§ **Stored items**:
impl KilnResourceSet {
    /// A set covering a single root parameter
    pub fn new(
        device_context: &KilnDeviceContext,
        root_signature: &KilnRootSignature,
        param_index: u32,
    ) -> KilnResult<Self> {
        if param_index as usize >= root_signature.parameter_count() {
            return Err(format!(
                "root parameter index {} out of range, signature has {} parameters",
                param_index,
                root_signature.parameter_count()
            ))?;
        }

        Self::do_new(device_context, root_signature, param_index, 1)
    }

    /// A set covering every root parameter in the signature
    pub fn new_for_signature(
        device_context: &KilnDeviceContext,
        root_signature: &KilnRootSignature,
    ) -> KilnResult<Self> {
        Self::do_new(
            device_context,
            root_signature,
            0,
            root_signature.parameter_count() as u32,
        )
    }

    fn do_new(
        device_context: &KilnDeviceContext,
        root_signature: &KilnRootSignature,
        first_param: u32,
        param_count: u32,
    ) -> KilnResult<Self> {
        assert!(param_count > 0, "resource set must cover at least one root parameter");

        let storage = match device_context {
            KilnDeviceContext::Null(inner) => {
                let signature = root_signature
                    .null_root_signature()
                    .ok_or("root signature was not created by this device context")?;
                KilnResourceSetStorage::Null(inner.create_resource_set_storage(
                    signature,
                    first_param,
                    param_count,
                )?)
            }
            #[cfg(feature = "kiln-vulkan")]
            KilnDeviceContext::Vk(inner) => {
                let signature = root_signature
                    .vk_root_signature()
                    .ok_or("root signature was not created by this device context")?;
                KilnResourceSetStorage::Vk(inner.create_resource_set_storage(
                    signature,
                    first_param,
                    param_count,
                )?)
            }
            #[cfg(feature = "kiln-dx12")]
            KilnDeviceContext::Dx12(inner) => {
                let signature = root_signature
                    .dx12_root_signature()
                    .ok_or("root signature was not created by this device context")?;
                KilnResourceSetStorage::Dx12(inner.create_resource_set_storage(
                    signature,
                    first_param,
                    param_count,
                )?)
            }
        };

        let binding_model = root_signature.binding_model();
        let base_slot = binding_model.parameters[first_param as usize].first_slot;

        let mut slots = Vec::new();
        for param_index in first_param..first_param + param_count {
            let parameter = &binding_model.parameters[param_index as usize];
            for array_index in 0..parameter.descriptor_count() {
                // Cannot be None, array_index is in range by construction
                let range_type = parameter.range_type_at(array_index).unwrap();
                slots.push(Slot {
                    param_index,
                    array_index,
                    range_type,
                    bound_view: 0,
                    resource: SlotResource::None,
                });
            }
        }

        log::trace!(
            "created resource set over root parameters [{}..{}) with {} slots",
            first_param,
            first_param + param_count,
            slots.len()
        );

        Ok(KilnResourceSet {
            root_signature: root_signature.clone(),
            first_param,
            param_count,
            base_slot,
            slots,
            dirty: Default::default(),
            dynamic_offset: None,
            min_dynamic_offset_alignment: device_context
                .device_info()
                .min_uniform_buffer_offset_alignment as u64,
            storage,
        })
    }

    pub fn root_signature(&self) -> &KilnRootSignature {
        &self.root_signature
    }

    #[allow(dead_code)]
    pub(crate) fn storage(&self) -> &KilnResourceSetStorage {
        &self.storage
    }

    pub fn first_param(&self) -> u32 {
        self.first_param
    }

    pub fn param_count(&self) -> u32 {
        self.param_count
    }

    /// Number of slots that would be written by the next `update()`
    pub fn pending_write_count(&self) -> u32 {
        self.dirty.count()
    }

    /// The dynamic offset to apply when binding, if one was set
    pub fn dynamic_offset(&self) -> Option<u64> {
        self.dynamic_offset
    }

    fn local_slot_index(
        &self,
        param_index: u32,
        array_index: u32,
    ) -> KilnResult<usize> {
        if param_index < self.first_param || param_index >= self.first_param + self.param_count {
            return Err(format!(
                "root parameter {} is not covered by this resource set",
                param_index
            ))?;
        }

        let parameter = self.root_signature.parameter(param_index);
        if array_index >= parameter.descriptor_count() {
            return Err(format!(
                "descriptor index {} out of range, root parameter {} has {} descriptors",
                array_index,
                param_index,
                parameter.descriptor_count()
            ))?;
        }

        let binding_model = self.root_signature.binding_model();
        Ok(binding_model.slot_index(param_index, array_index) - self.base_slot as usize)
    }

    fn bind(
        &mut self,
        param_index: u32,
        array_index: u32,
        expected_type: KilnDescriptorRangeType,
        view_id: u64,
        resource: SlotResource,
    ) -> KilnResult<()> {
        let slot_index = self.local_slot_index(param_index, array_index)?;
        let slot = &mut self.slots[slot_index];

        if slot.range_type != expected_type {
            return Err(format!(
                "descriptor {}[{}] holds {:?} descriptors, attempted to bind a {:?}",
                param_index, array_index, slot.range_type, expected_type
            ))?;
        }

        // Same view already recorded, nothing to write
        if slot.bound_view == view_id {
            return Ok(());
        }

        slot.bound_view = view_id;
        slot.resource = resource;
        self.dirty.mark(slot_index);
        Ok(())
    }

    fn assert_not_transitioning(state: KilnResourceState) {
        assert!(
            !state.intersects(KilnResourceState::TRANSITIONING),
            "resource has a pending deferred barrier, flush barriers before binding it"
        );
    }

    /// Binds a uniform buffer to a constant buffer slot
    pub fn set_cbv(
        &mut self,
        param_index: u32,
        buffer: &KilnBuffer,
    ) -> KilnResult<()> {
        Self::assert_not_transitioning(buffer.tracked_state());
        if buffer.cbv_view_id() == 0 {
            return Err(
                "buffer was not created with UNIFORM_BUFFER usage and has no constant buffer view",
            )?;
        }

        self.bind(
            param_index,
            0,
            KilnDescriptorRangeType::ConstantBuffer,
            buffer.cbv_view_id(),
            SlotResource::Buffer(buffer.clone()),
        )
    }

    /// Binds a texture's sampled view to a texture SRV slot
    pub fn set_texture_srv(
        &mut self,
        param_index: u32,
        array_index: u32,
        texture: &KilnTexture,
    ) -> KilnResult<()> {
        Self::assert_not_transitioning(texture.tracked_state());
        if texture.srv_view_id() == 0 {
            return Err("texture was not created with TEXTURE usage and has no sampled view")?;
        }

        self.bind(
            param_index,
            array_index,
            KilnDescriptorRangeType::TextureSrv,
            texture.srv_view_id(),
            SlotResource::Texture(texture.clone()),
        )
    }

    /// Binds a structured buffer's read view to a buffer SRV slot
    pub fn set_buffer_srv(
        &mut self,
        param_index: u32,
        array_index: u32,
        buffer: &KilnBuffer,
    ) -> KilnResult<()> {
        Self::assert_not_transitioning(buffer.tracked_state());
        if buffer.srv_view_id() == 0 {
            return Err("buffer was not created with BUFFER usage and has no structured read view")?;
        }

        self.bind(
            param_index,
            array_index,
            KilnDescriptorRangeType::BufferSrv,
            buffer.srv_view_id(),
            SlotResource::Buffer(buffer.clone()),
        )
    }

    /// Binds a texture's storage view to a texture UAV slot
    pub fn set_texture_uav(
        &mut self,
        param_index: u32,
        array_index: u32,
        texture: &KilnTexture,
    ) -> KilnResult<()> {
        Self::assert_not_transitioning(texture.tracked_state());
        if texture.uav_view_id() == 0 {
            return Err(
                "texture was not created with TEXTURE_READ_WRITE usage and has no storage view",
            )?;
        }

        self.bind(
            param_index,
            array_index,
            KilnDescriptorRangeType::TextureUav,
            texture.uav_view_id(),
            SlotResource::Texture(texture.clone()),
        )
    }

    /// Binds a structured buffer's read/write view to a buffer UAV slot
    pub fn set_buffer_uav(
        &mut self,
        param_index: u32,
        array_index: u32,
        buffer: &KilnBuffer,
    ) -> KilnResult<()> {
        Self::assert_not_transitioning(buffer.tracked_state());
        if buffer.uav_view_id() == 0 {
            return Err(
                "buffer was not created with BUFFER_READ_WRITE usage and has no read/write view",
            )?;
        }

        self.bind(
            param_index,
            array_index,
            KilnDescriptorRangeType::BufferUav,
            buffer.uav_view_id(),
            SlotResource::Buffer(buffer.clone()),
        )
    }

    pub fn set_sampler(
        &mut self,
        param_index: u32,
        array_index: u32,
        sampler: &KilnSampler,
    ) -> KilnResult<()> {
        self.bind(
            param_index,
            array_index,
            KilnDescriptorRangeType::Sampler,
            sampler.sampler_id(),
            SlotResource::Sampler(sampler.clone()),
        )
    }

    /// Sets the offset applied to the bound constant buffer at bind time. Only valid
    /// when the set covers exactly one root parameter and that parameter is a dynamic
    /// constant buffer.
    pub fn set_dynamic_offset(
        &mut self,
        offset: u64,
    ) -> KilnResult<()> {
        if self.param_count != 1
            || !self
                .root_signature
                .parameter(self.first_param)
                .is_dynamic_constant_buffer()
        {
            return Err(
                "dynamic offsets require a set bound to a single dynamic constant buffer parameter",
            )?;
        }

        if offset % self.min_dynamic_offset_alignment != 0 {
            return Err(format!(
                "dynamic offset {} is not aligned to the device minimum of {}",
                offset, self.min_dynamic_offset_alignment
            ))?;
        }

        self.dynamic_offset = Some(offset);
        Ok(())
    }

    /// Pushes every dirty slot to the backend in one batched call. With nothing dirty
    /// this makes no backend call at all.
    #[profiling::function]
    pub fn update(&mut self) -> KilnResult<()> {
        if !self.dirty.any() {
            return Ok(());
        }

        let slots = &self.slots;
        let writes: Vec<DescriptorWrite> = self
            .dirty
            .iter()
            .map(|slot_index| {
                let slot = &slots[slot_index];
                debug_assert!(!matches!(slot.resource, SlotResource::None));
                DescriptorWrite {
                    param_index: slot.param_index,
                    array_index: slot.array_index,
                    range_type: slot.range_type,
                    resource: slot.resource.clone(),
                }
            })
            .collect();

        log::trace!("flushing {} descriptor writes in one batch", writes.len());
        self.storage.flush(&writes)?;

        // Slots stay dirty until the backend accepted the batch, a failed flush can
        // be retried with the same writes
        self.dirty.clear();
        Ok(())
    }
}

§ **ACTIVITY**: Return only the number of lines above that include the word "DescriptorWrite".

§ **SOLUTION FOR THIS TASK**: 2